Não estou aqui questionando se a doação de dinheiro por parte da iniciativa privada a partidos e a políticos é certo ou não, até porque a legislação permite isso, desde que seja declarada à Justiça Eleitoral. A dúvida é sobre se esse “dinheiro é sujo”, tendo em vista as suspeitas acima citadas envolvendo o nome da Camargo Corrêa, uma das maiores doadoras de recursos a campanhas políticas. Sim, por que sendo o “dinheiro sujo”, por mais que a doação a partidos e políticos seja uma coisa permitida por lei, essa doação passa a ser ilícita.
Não acredito também que uma empresa privada vá tirar recursos de seu caixa para entregar a partidos ou políticos. Daí, a suspeita de que as doações fazem parte de “dinheiro sujo” conseguido através de desvio de verbas públicas – caso de obras superfaturadas – e da lavagem de dinheiro. E, claro, tudo isso em troca de alguma coisa.
E qual o interesse da Fiesp [Federação das Indústrias do Estado de São Paulo] nisso tudo? A Fiesp é uma entidade poderosa, talvez até mesmo que a própria CNI [Confederação Nacional da Insdústria], pois é em São Paulo que se concentra o maior PIB [Produto Interno Bruto] brasileiro. Explica-se então o seu interesse em que as empresas a ela filiadas ajudem a partidos e políticos das mais diferentes matizes.

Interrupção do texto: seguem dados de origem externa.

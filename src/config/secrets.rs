//! Environment bootstrap from Google Secret Manager.
//!
//! The secret `<prefix>--<env>` holds a JSON object; every string-valued
//! entry is read by the configuration merge as if it were an environment
//! variable of the same name, ahead of the real environment.

use std::collections::HashMap;
use std::sync::Arc;
use std::time::Duration;

use base64::Engine;
use base64::engine::general_purpose::STANDARD as BASE64;
use serde::Deserialize;
use tracing::{error, info, warn};

use crate::core::providers::google::{
    CLOUD_PLATFORM_SCOPE, GoogleAuthClient, GoogleError, TokenProvider,
};

pub const SECRET_MANAGER_API_BASE: &str = "https://secretmanager.googleapis.com/v1";

#[derive(Debug, Deserialize)]
struct AccessResponse {
    payload: SecretPayload,
}

#[derive(Debug, Deserialize)]
struct SecretPayload {
    data: String,
}

/// Fetches the latest version of a secret and decodes it as a flat map.
pub struct SecretLoader {
    http: reqwest::Client,
    tokens: Arc<dyn TokenProvider>,
    api_base: String,
}

impl SecretLoader {
    pub fn new(tokens: Arc<dyn TokenProvider>) -> Result<Self, GoogleError> {
        let http = reqwest::Client::builder()
            .timeout(Duration::from_secs(10))
            .build()
            .map_err(|e| GoogleError::ConfigurationError(format!("HTTP client: {e}")))?;
        Ok(Self {
            http,
            tokens,
            api_base: SECRET_MANAGER_API_BASE.to_string(),
        })
    }

    /// Build a loader backed by Google credentials (`None` selects ADC).
    pub fn from_credentials(credentials: Option<&str>) -> Result<Self, GoogleError> {
        let auth = GoogleAuthClient::from_setting(credentials, &[CLOUD_PLATFORM_SCOPE])?;
        Self::new(Arc::new(auth))
    }

    pub fn with_api_base(mut self, base: impl Into<String>) -> Self {
        self.api_base = base.into().trim_end_matches('/').to_string();
        self
    }

    pub fn secret_name(prefix: &str, environment: &str) -> String {
        format!("{prefix}--{environment}")
    }

    pub fn access_url(&self, project_id: &str, secret: &str) -> String {
        format!(
            "{}/projects/{project_id}/secrets/{secret}/versions/latest:access",
            self.api_base
        )
    }

    /// Fetch and decode one secret.
    pub async fn fetch(
        &self,
        project_id: &str,
        secret: &str,
    ) -> Result<HashMap<String, String>, GoogleError> {
        let token = self.tokens.get_token().await?;
        let response = self
            .http
            .get(self.access_url(project_id, secret))
            .bearer_auth(token)
            .send()
            .await?;

        let status = response.status();
        let body = response.text().await?;
        if !status.is_success() {
            return Err(GoogleError::from_response_body(status.as_u16(), &body));
        }

        let access: AccessResponse = serde_json::from_str(&body).map_err(|e| {
            GoogleError::ApiError {
                status: status.as_u16(),
                message: format!("unexpected access response: {e}"),
            }
        })?;
        decode_payload(&access.payload.data)
    }

    /// Fetch `<prefix>--<environment>`; failures are logged and yield an empty map.
    pub async fn load(
        &self,
        project_id: &str,
        prefix: &str,
        environment: &str,
    ) -> HashMap<String, String> {
        let secret = Self::secret_name(prefix, environment);
        match self.fetch(project_id, &secret).await {
            Ok(values) => {
                info!(secret = %secret, count = values.len(), "Loaded secrets");
                values
            }
            Err(e) => {
                error!(secret = %secret, "Failed to load secrets: {}", e);
                HashMap::new()
            }
        }
    }
}

/// Decode a base64 payload holding a JSON object; non-string values are skipped.
pub fn decode_payload(data: &str) -> Result<HashMap<String, String>, GoogleError> {
    let raw = BASE64
        .decode(data.trim())
        .map_err(|e| GoogleError::ConfigurationError(format!("secret payload is not base64: {e}")))?;

    let object: serde_json::Map<String, serde_json::Value> = serde_json::from_slice(&raw)
        .map_err(|e| {
            GoogleError::ConfigurationError(format!("secret payload is not a JSON object: {e}"))
        })?;

    let mut values = HashMap::with_capacity(object.len());
    for (key, value) in object {
        match value {
            serde_json::Value::String(s) => {
                values.insert(key, s);
            }
            _ => warn!(key = %key, "Skipping non-string secret value"),
        }
    }
    Ok(values)
}
//! Configuration module for the roshi server
//!
//! This module handles server configuration from YAML files and environment
//! variables. Environment variables always override YAML values, and defaults
//! fill whatever neither source sets. Values fetched from Secret Manager are
//! passed in as a map and sit above the environment.
//!
//! # Modules
//! - `yaml`: YAML configuration file loading
//! - `env`: Environment variable loading
//! - `merge`: Merging YAML and environment configurations
//! - `validation`: Configuration validation logic
//! - `utils`: Utility functions for configuration parsing
//! - `secrets`: Google Secret Manager bootstrap
//!
//! # Example
//! ```rust,no_run
//! use roshi::config::ServerConfig;
//! use std::path::PathBuf;
//!
//! # fn main() -> Result<(), Box<dyn std::error::Error>> {
//! // Load from environment variables only
//! let config = ServerConfig::from_env()?;
//!
//! // Load from YAML file with environment variable overrides
//! let config = ServerConfig::from_file(&PathBuf::from("config.yaml"))?;
//!
//! println!("Server listening on {}", config.address());
//! # Ok(())
//! # }
//! ```

use std::collections::HashMap;
use std::fmt;
use std::path::PathBuf;
use std::str::FromStr;
use std::time::Duration;

use crate::core::realtime::RealtimeConfig;

mod env;
mod merge;
pub mod secrets;
mod utils;
mod validation;
mod yaml;

pub use merge::{DEFAULT_ENVIRONMENT, DEFAULT_SECRET_PREFIX};
pub use utils::parse_bool;

/// Where published audio is written.
#[derive(Debug, Clone, Copy, PartialEq, Eq, Default)]
pub enum StorageBackendKind {
    /// Local directory served by this server under `/audio`.
    #[default]
    Local,
    /// Firebase / Google Cloud Storage bucket.
    Gcs,
}

impl FromStr for StorageBackendKind {
    type Err = String;

    fn from_str(s: &str) -> Result<Self, Self::Err> {
        match s.trim().to_lowercase().as_str() {
            "local" | "fs" | "filesystem" => Ok(Self::Local),
            "gcs" | "firebase" => Ok(Self::Gcs),
            other => Err(format!(
                "Unknown storage backend '{other}'. Expected 'local' or 'gcs'"
            )),
        }
    }
}

impl fmt::Display for StorageBackendKind {
    fn fmt(&self, f: &mut fmt::Formatter<'_>) -> fmt::Result {
        match self {
            Self::Local => write!(f, "local"),
            Self::Gcs => write!(f, "gcs"),
        }
    }
}

/// Server configuration
///
/// Contains everything needed to run the server:
/// - Server settings (host, port, version, environment label)
/// - Realtime speech API connection and protocol variant
/// - Storage backend for published audio
/// - Google credentials and Secret Manager bootstrap
#[derive(Debug, Clone)]
pub struct ServerConfig {
    // Server settings
    pub host: String,
    pub port: u16,
    pub app_version: String,
    pub environment: String,

    // Realtime speech API
    pub openai_api_key: Option<String>,
    pub realtime_url: String,
    pub realtime_model: String,
    pub default_voice: Option<String>,
    pub warm_up_turn: bool,
    pub session_update: bool,
    pub turn_timeout_seconds: Option<u64>,
    pub connect_timeout_seconds: u64,

    // Storage
    pub storage_backend: StorageBackendKind,
    pub storage_bucket: Option<String>,
    pub storage_prefix: String,
    pub audio_dir: PathBuf,
    pub public_base_url: String,

    // Google Cloud
    pub google_credentials: Option<String>,
    pub gcp_project_id: Option<String>,
    pub secret_prefix: String,
}

impl ServerConfig {
    /// Load configuration from a YAML file with environment variable overrides
    ///
    /// Priority order (highest to lowest):
    /// 1. Environment variables
    /// 2. YAML file values
    /// 3. Default values
    ///
    /// The `.env` file is not read here; the YAML file is the base and only
    /// real environment variables override it.
    ///
    /// # Errors
    /// Returns an error if:
    /// - The YAML file cannot be read or is malformed
    /// - Environment variables have invalid formats
    /// - Configuration validation fails
    pub fn from_file(path: &PathBuf) -> Result<Self, Box<dyn std::error::Error>> {
        Self::from_file_with_secrets(path, &HashMap::new())
    }

    /// Like [`ServerConfig::from_file`], with Secret Manager values taking
    /// precedence over environment variables of the same name.
    pub fn from_file_with_secrets(
        path: &PathBuf,
        secrets: &HashMap<String, String>,
    ) -> Result<Self, Box<dyn std::error::Error>> {
        let yaml_config = yaml::YamlConfig::from_file(path)?;
        let config = merge::merge_config(Some(yaml_config), secrets)?;
        validation::validate(&config)?;
        Ok(config)
    }

    /// Get the server address as "host:port"
    pub fn address(&self) -> String {
        format!("{}:{}", self.host, self.port)
    }

    /// Whether an API key for the realtime service is configured
    pub fn has_api_key(&self) -> bool {
        self.openai_api_key
            .as_deref()
            .is_some_and(|key| !key.trim().is_empty())
    }

    /// Connection settings for the realtime client
    pub fn realtime_config(&self) -> RealtimeConfig {
        RealtimeConfig {
            api_key: self.openai_api_key.clone().unwrap_or_default(),
            url: self.realtime_url.clone(),
            model: self.realtime_model.clone(),
            default_voice: self.default_voice.clone(),
            warm_up_turn: self.warm_up_turn,
            session_update: self.session_update,
            connect_timeout: Duration::from_secs(self.connect_timeout_seconds),
            turn_timeout: self.turn_timeout_seconds.map(Duration::from_secs),
            ..Default::default()
        }
    }

    /// Base URL for objects written by the local backend
    pub fn local_audio_base_url(&self) -> String {
        format!("{}/audio", self.public_base_url.trim_end_matches('/'))
    }
}
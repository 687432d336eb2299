//! Adapters module — front-ends for a [`ChatSession`](crate::chat::ChatSession).
//!
//! - **CLI** — Interactive command line interface

pub mod cli;
//! Error types for mastra-chat

use std::time::Duration;

use thiserror::Error;

/// Result type alias for mastra-chat operations
pub type Result<T> = std::result::Result<T, Error>;

/// Errors that can occur while talking to an agent server
#[derive(Error, Debug)]
pub enum Error {
    #[error("Configuration error: {0}")]
    Config(String),

    /// Network, DNS or connection failure.
    #[error("Transport error: {0}")]
    Transport(String),

    /// A single attempt did not settle within the configured timeout.
    #[error("Request timed out after {}ms", .0.as_millis())]
    Timeout(Duration),

    /// Non-2xx response. `body` is the full response text.
    #[error("HTTP {status}: {body}")]
    HttpStatus { status: u16, body: String },

    /// 2xx response whose body could not be decoded.
    #[error("Parse error: {0}")]
    Parse(String),

    /// Every allowed attempt failed; `source` is the last failure.
    #[error("Request failed after {attempts} attempts: {source}")]
    Exhausted {
        attempts: u32,
        #[source]
        source: Box<Error>,
    },

    /// The caller cancelled before the request settled.
    #[error("Request cancelled")]
    Cancelled,

    #[error("Unknown agent: {0}")]
    UnknownAgent(String),

    #[error("IO error: {0}")]
    Io(#[from] std::io::Error),

    #[error("JSON error: {0}")]
    Json(#[from] serde_json::Error),
}

impl Error {
    /// The failure behind an [`Error::Exhausted`], or `self` otherwise.
    pub fn last_failure(&self) -> &Error {
        match self {
            Error::Exhausted { source, .. } => source.last_failure(),
            other => other,
        }
    }

    /// Whether the executor retries this failure. Anything else ends the
    /// attempt loop at once.
    ///
    /// All statuses are retried alike, client errors included.
    pub fn is_retryable(&self) -> bool {
        matches!(
            self,
            Error::Transport(_) | Error::Timeout(_) | Error::HttpStatus { .. } | Error::Parse(_)
        )
    }
}
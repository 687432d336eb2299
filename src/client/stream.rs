//! Fabricated streaming.
//!
//! The generate endpoint returns a complete response. These helpers replay
//! it as a sequence of growing word prefixes ("snapshots"), paced by a fixed
//! delay and stoppable with a [`CancellationToken`].

use std::time::Duration;

use futures_util::stream::{self, Stream};
use tokio_util::sync::CancellationToken;

use crate::error::Error;

/// Receives the snapshots of a fabricated stream.
///
/// Only `on_chunk` is required; any `FnMut(&str)` closure is a handler.
pub trait StreamHandler {
    /// Called with the text revealed so far.
    fn on_chunk(&mut self, snapshot: &str);

    /// Called once with the full text after the last chunk.
    fn on_complete(&mut self, _full_text: &str) {}

    /// Called instead of any chunk when the response could not be fetched.
    fn on_error(&mut self, _error: &Error) {}
}

impl<F: FnMut(&str)> StreamHandler for F {
    fn on_chunk(&mut self, snapshot: &str) {
        self(snapshot)
    }
}

/// Byte offset of the next snapshot end, shared by the borrowed and owned
/// snapshot sequences.
#[derive(Debug, Clone, Copy, Default)]
struct Cursor {
    search_from: usize,
    done: bool,
}

impl Cursor {
    fn advance(&mut self, text: &str) -> Option<usize> {
        if self.done {
            return None;
        }
        match text[self.search_from..].find(' ') {
            Some(offset) => {
                let end = self.search_from + offset;
                self.search_from = end + 1;
                Some(end)
            }
            None => {
                self.done = true;
                Some(text.len())
            }
        }
    }
}

/// Word-prefix snapshots of `text`.
///
/// Splits on single spaces exactly like `str::split(' ')`, so snapshot `i`
/// is the first `i` pieces rejoined with `' '`. Empty text yields one empty
/// snapshot.
#[derive(Debug, Clone)]
pub struct WordSnapshots<'a> {
    text: &'a str,
    cursor: Cursor,
}

impl<'a> WordSnapshots<'a> {
    pub fn new(text: &'a str) -> Self {
        Self {
            text,
            cursor: Cursor::default(),
        }
    }
}

impl<'a> Iterator for WordSnapshots<'a> {
    type Item = &'a str;

    fn next(&mut self) -> Option<Self::Item> {
        let end = self.cursor.advance(self.text)?;
        Some(&self.text[..end])
    }
}

/// Owned, paced, cancellable snapshot stream over `text`.
///
/// Waits `delay` before each snapshot. Ends early, without yielding
/// anything further, once `cancel` fires.
pub fn paced_snapshots(
    text: String,
    delay: Duration,
    cancel: CancellationToken,
) -> impl Stream<Item = String> + Send + 'static {
    stream::unfold(
        (text, Cursor::default(), cancel),
        move |(text, mut cursor, cancel)| async move {
            if cancel.is_cancelled() {
                return None;
            }
            let end = cursor.advance(&text)?;

            tokio::select! {
                biased;
                _ = cancel.cancelled() => return None,
                _ = tokio::time::sleep(delay) => {}
            }

            let snapshot = text[..end].to_string();
            Some((snapshot, (text, cursor, cancel)))
        },
    )
}
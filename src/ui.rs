use colored::*;
use terminal_size::{Width, Height, terminal_size};

use crate::client::Agent;

pub fn print_header(base_url: &str, agent: Option<&Agent>, connected: bool) {
    let (width, _) = terminal_size().unwrap_or((Width(80), Height(24)));
    let width = width.0 as usize;

    let line = "─".repeat(width);
    println!("{}", line.black().bold());

    let name = "mastra-chat".magenta().bold();
    let version = format!("v{}", env!("CARGO_PKG_VERSION")).black().bold();
    println!("  {} {}", name, version);

    let status = if connected {
        "connected".green()
    } else {
        "example mode".yellow()
    };
    println!("  {}  •  {}", base_url.cyan(), status);

    if let Some(agent) = agent {
        println!("  {} {}", "agent:".black().bold(), agent_label(agent));
    }

    println!("{}", line.black().bold());
}

pub fn agent_label(agent: &Agent) -> String {
    format!("{} ({})", agent.name.bold(), agent.id)
}

pub fn print_agents(agents: &[Agent], selected: Option<&str>) {
    for agent in agents {
        let marker = if Some(agent.id.as_str()) == selected {
            "▸".green().bold()
        } else {
            " ".normal()
        };
        println!("  {} {}", marker, agent_label(agent));
        if let Some(description) = &agent.description {
            println!("      {}", description.black().bold());
        }
        if let Some(model) = &agent.model {
            println!("      {} {}", "model:".black().bold(), model);
        }
    }
}

pub fn print_step(msg: &str) {
    println!("  {} {}", "•".green(), msg);
}

pub fn print_success(msg: &str) {
    println!("  {} {}", "✓".green().bold(), msg.green());
}

pub fn print_warning(msg: &str) {
    println!("  {} {}", "⚠️ ".yellow().bold(), msg.yellow());
}

pub fn print_error(msg: &str) {
    println!("  {} {}", "❌".red().bold(), msg.red());
}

Quem não se lembra da derrubada da CPMF [Contribuição Provisória sobre Movimentação Financeira] no Senado. A Fiesp tinha o maior interesse em que a CPMF caísse. Por que? Porque as grandes empresas eram as maiores contribuidoras do imposto. Daí caro leitor, existir uma lista com nomes de partidos e políticos que recebem doações de empresas como a Camargo Corrêa, seja para as campanhas ou formação de caixa dois, conforme relatório da Polícia Federal.